PROMPT: All entries are to be given again verbatim.

Collection entries:

+ + + + + + +

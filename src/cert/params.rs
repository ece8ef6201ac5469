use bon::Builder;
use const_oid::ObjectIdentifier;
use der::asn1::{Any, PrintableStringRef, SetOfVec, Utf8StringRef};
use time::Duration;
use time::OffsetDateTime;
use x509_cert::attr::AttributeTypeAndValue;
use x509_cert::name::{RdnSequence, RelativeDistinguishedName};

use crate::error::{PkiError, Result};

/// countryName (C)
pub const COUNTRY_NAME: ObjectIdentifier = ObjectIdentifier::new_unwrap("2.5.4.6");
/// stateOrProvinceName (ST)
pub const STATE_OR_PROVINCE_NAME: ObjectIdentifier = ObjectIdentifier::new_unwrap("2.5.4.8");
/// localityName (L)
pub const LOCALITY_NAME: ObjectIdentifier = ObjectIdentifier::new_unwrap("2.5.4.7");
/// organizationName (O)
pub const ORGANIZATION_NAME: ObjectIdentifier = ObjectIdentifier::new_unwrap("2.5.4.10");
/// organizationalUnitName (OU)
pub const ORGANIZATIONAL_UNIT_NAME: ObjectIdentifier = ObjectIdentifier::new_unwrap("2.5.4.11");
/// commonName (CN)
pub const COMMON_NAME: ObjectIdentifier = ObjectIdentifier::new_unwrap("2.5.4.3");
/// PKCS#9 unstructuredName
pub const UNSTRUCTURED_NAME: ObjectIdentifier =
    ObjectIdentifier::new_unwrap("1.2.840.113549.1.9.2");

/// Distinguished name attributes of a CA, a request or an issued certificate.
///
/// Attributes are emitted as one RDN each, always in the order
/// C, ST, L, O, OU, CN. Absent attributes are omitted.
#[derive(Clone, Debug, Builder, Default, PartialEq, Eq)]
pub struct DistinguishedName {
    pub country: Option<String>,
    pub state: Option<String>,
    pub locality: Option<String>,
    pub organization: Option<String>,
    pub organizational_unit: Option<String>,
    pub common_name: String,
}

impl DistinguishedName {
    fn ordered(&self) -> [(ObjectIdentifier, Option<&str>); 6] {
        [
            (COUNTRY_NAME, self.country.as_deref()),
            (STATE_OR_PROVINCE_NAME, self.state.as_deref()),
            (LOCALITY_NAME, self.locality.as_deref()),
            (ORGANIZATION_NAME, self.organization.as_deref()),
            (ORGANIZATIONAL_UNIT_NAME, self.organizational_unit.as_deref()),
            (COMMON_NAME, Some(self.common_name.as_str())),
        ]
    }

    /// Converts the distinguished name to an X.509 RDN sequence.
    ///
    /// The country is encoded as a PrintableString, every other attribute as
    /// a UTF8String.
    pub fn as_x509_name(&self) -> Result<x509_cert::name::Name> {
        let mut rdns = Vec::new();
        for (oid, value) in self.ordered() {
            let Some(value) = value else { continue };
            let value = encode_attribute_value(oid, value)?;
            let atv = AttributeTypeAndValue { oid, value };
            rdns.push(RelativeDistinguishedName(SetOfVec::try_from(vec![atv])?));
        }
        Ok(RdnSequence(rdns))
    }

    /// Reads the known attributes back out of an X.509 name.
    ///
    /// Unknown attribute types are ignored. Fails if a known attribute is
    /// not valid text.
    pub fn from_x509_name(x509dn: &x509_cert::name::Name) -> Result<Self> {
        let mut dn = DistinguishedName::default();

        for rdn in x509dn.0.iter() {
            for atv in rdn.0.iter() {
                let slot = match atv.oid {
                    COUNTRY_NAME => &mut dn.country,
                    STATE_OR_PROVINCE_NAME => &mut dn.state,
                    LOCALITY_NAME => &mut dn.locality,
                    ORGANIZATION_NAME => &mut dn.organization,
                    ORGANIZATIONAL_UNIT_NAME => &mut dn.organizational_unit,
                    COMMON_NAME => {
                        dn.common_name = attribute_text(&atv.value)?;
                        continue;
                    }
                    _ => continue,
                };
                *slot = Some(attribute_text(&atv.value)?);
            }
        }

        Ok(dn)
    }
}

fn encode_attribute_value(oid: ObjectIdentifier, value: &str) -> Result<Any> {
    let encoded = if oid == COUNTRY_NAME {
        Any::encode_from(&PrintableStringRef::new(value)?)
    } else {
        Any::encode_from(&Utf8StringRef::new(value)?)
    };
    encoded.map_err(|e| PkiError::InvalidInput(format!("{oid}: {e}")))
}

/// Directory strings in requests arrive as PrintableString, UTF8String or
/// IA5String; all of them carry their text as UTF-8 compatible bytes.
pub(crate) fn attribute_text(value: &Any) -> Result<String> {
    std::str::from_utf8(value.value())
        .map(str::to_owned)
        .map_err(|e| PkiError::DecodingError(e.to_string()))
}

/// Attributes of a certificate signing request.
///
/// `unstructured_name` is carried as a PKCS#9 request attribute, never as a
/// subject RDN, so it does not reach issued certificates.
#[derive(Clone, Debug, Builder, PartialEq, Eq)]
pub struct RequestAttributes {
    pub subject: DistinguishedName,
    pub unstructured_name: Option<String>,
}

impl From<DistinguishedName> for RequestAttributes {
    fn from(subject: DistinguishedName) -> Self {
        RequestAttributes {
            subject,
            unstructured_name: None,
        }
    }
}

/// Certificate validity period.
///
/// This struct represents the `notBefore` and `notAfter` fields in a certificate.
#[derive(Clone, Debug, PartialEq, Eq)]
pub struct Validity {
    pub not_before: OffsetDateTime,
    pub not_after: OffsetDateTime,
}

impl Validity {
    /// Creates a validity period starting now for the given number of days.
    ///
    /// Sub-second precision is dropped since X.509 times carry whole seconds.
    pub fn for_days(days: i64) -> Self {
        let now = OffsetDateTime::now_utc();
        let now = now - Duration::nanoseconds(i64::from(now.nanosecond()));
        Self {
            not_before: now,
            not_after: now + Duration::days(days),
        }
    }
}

+ + + + + + +

COMPLETED EXERCISE:
filename src/cert/params.rs
repository ece8ef6201ac5469
use bon::Builder;
use const_oid::ObjectIdentifier;
use der::asn1::{Any, PrintableStringRef, SetOfVec, Utf8StringRef};
use time::Duration;
use time::OffsetDateTime;
use x509_cert::attr::AttributeTypeAndValue;
use x509_cert::name::{RdnSequence, RelativeDistinguishedName};

use crate::error::{PkiError, Result};

/// countryName (C)
pub const COUNTRY_NAME: ObjectIdentifier = ObjectIdentifier::new_unwrap("2.5.4.6");
/// stateOrProvinceName (ST)
pub const STATE_OR_PROVINCE_NAME: ObjectIdentifier = ObjectIdentifier::new_unwrap("2.5.4.8");
/// localityName (L)
pub const LOCALITY_NAME: ObjectIdentifier = ObjectIdentifier::new_unwrap("2.5.4.7");
/// organizationName (O)
pub const ORGANIZATION_NAME: ObjectIdentifier = ObjectIdentifier::new_unwrap("2.5.4.10");
/// organizationalUnitName (OU)
pub const ORGANIZATIONAL_UNIT_NAME: ObjectIdentifier = ObjectIdentifier::new_unwrap("2.5.4.11");
/// commonName (CN)
pub const COMMON_NAME: ObjectIdentifier = ObjectIdentifier::new_unwrap("2.5.4.3");
/// PKCS#9 unstructuredName
pub const UNSTRUCTURED_NAME: ObjectIdentifier =
    ObjectIdentifier::new_unwrap("1.2.840.113549.1.9.2");

/// Distinguished name attributes of a CA, a request or an issued certificate.
///
/// Attributes are emitted as one RDN each, always in the order
/// C, ST, L, O, OU, CN. Absent attributes are omitted.
#[derive(Clone, Debug, Builder, Default, PartialEq, Eq)]
pub struct DistinguishedName {
    pub country: Option<String>,
    pub state: Option<String>,
    pub locality: Option<String>,
    pub organization: Option<String>,
    pub organizational_unit: Option<String>,
    pub common_name: String,
}

impl DistinguishedName {
    fn ordered(&self) -> [(ObjectIdentifier, Option<&str>); 6] {
        [
            (COUNTRY_NAME, self.country.as_deref()),
            (STATE_OR_PROVINCE_NAME, self.state.as_deref()),
            (LOCALITY_NAME, self.locality.as_deref()),
            (ORGANIZATION_NAME, self.organization.as_deref()),
            (ORGANIZATIONAL_UNIT_NAME, self.organizational_unit.as_deref()),
            (COMMON_NAME, Some(self.common_name.as_str())),
        ]
    }

    /// Converts the distinguished name to an X.509 RDN sequence.
    ///
    /// The country is encoded as a PrintableString, every other attribute as
    /// a UTF8String.
    pub fn as_x509_name(&self) -> Result<x509_cert::name::Name> {
        let mut rdns = Vec::new();
        for (oid, value) in self.ordered() {
            let Some(value) = value else { continue };
            let value = encode_attribute_value(oid, value)?;
            let atv = AttributeTypeAndValue { oid, value };
            rdns.push(RelativeDistinguishedName(SetOfVec::try_from(vec![atv])?));
        }
        Ok(RdnSequence(rdns))
    }

    /// Reads the known attributes back out of an X.509 name.
    ///
    /// Unknown attribute types are ignored. Fails if a known attribute is
    /// not valid text.
    pub fn from_x509_name(x509dn: &x509_cert::name::Name) -> Result<Self> {
        let mut dn = DistinguishedName::default();

        for rdn in x509dn.0.iter() {
            for atv in rdn.0.iter() {
                let slot = match atv.oid {
                    COUNTRY_NAME => &mut dn.country,
                    STATE_OR_PROVINCE_NAME => &mut dn.state,
                    LOCALITY_NAME => &mut dn.locality,
                    ORGANIZATION_NAME => &mut dn.organization,
                    ORGANIZATIONAL_UNIT_NAME => &mut dn.organizational_unit,
                    COMMON_NAME => {
                        dn.common_name = attribute_text(&atv.value)?;
                        continue;
                    }
                    _ => continue,
                };
                *slot = Some(attribute_text(&atv.value)?);
            }
        }

        Ok(dn)
    }
}

fn encode_attribute_value(oid: ObjectIdentifier, value: &str) -> Result<Any> {
    let encoded = if oid == COUNTRY_NAME {
        Any::encode_from(&PrintableStringRef::new(value)?)
    } else {
        Any::encode_from(&Utf8StringRef::new(value)?)
    };
    encoded.map_err(|e| PkiError::InvalidInput(format!("{oid}: {e}")))
}

/// Directory strings in requests arrive as PrintableString, UTF8String or
/// IA5String; all of them carry their text as UTF-8 compatible bytes.
pub(crate) fn attribute_text(value: &Any) -> Result<String> {
    std::str::from_utf8(value.value())
        .map(str::to_owned)
        .map_err(|e| PkiError::DecodingError(e.to_string()))
}

/// Attributes of a certificate signing request.
///
/// `unstructured_name` is carried as a PKCS#9 request attribute, never as a
/// subject RDN, so it does not reach issued certificates.
#[derive(Clone, Debug, Builder, PartialEq, Eq)]
pub struct RequestAttributes {
    pub subject: DistinguishedName,
    pub unstructured_name: Option<String>,
}

impl From<DistinguishedName> for RequestAttributes {
    fn from(subject: DistinguishedName) -> Self {
        RequestAttributes {
            subject,
            unstructured_name: None,
        }
    }
}

/// Certificate validity period.
///
/// This struct represents the `notBefore` and `notAfter` fields in a certificate.
#[derive(Clone, Debug, PartialEq, Eq)]
pub struct Validity {
    pub not_before: OffsetDateTime,
    pub not_after: OffsetDateTime,
}

impl Validity {
    /// Creates a validity period starting now for the given number of days.
    ///
    /// Sub-second precision is dropped since X.509 times carry whole seconds.
    pub fn for_days(days: i64) -> Self {
        let now = OffsetDateTime::now_utc();
        let now = now - Duration::nanoseconds(i64::from(now.nanosecond()));
        Self {
            not_before: now,
            not_after: now + Duration::days(days),
        }
    }
}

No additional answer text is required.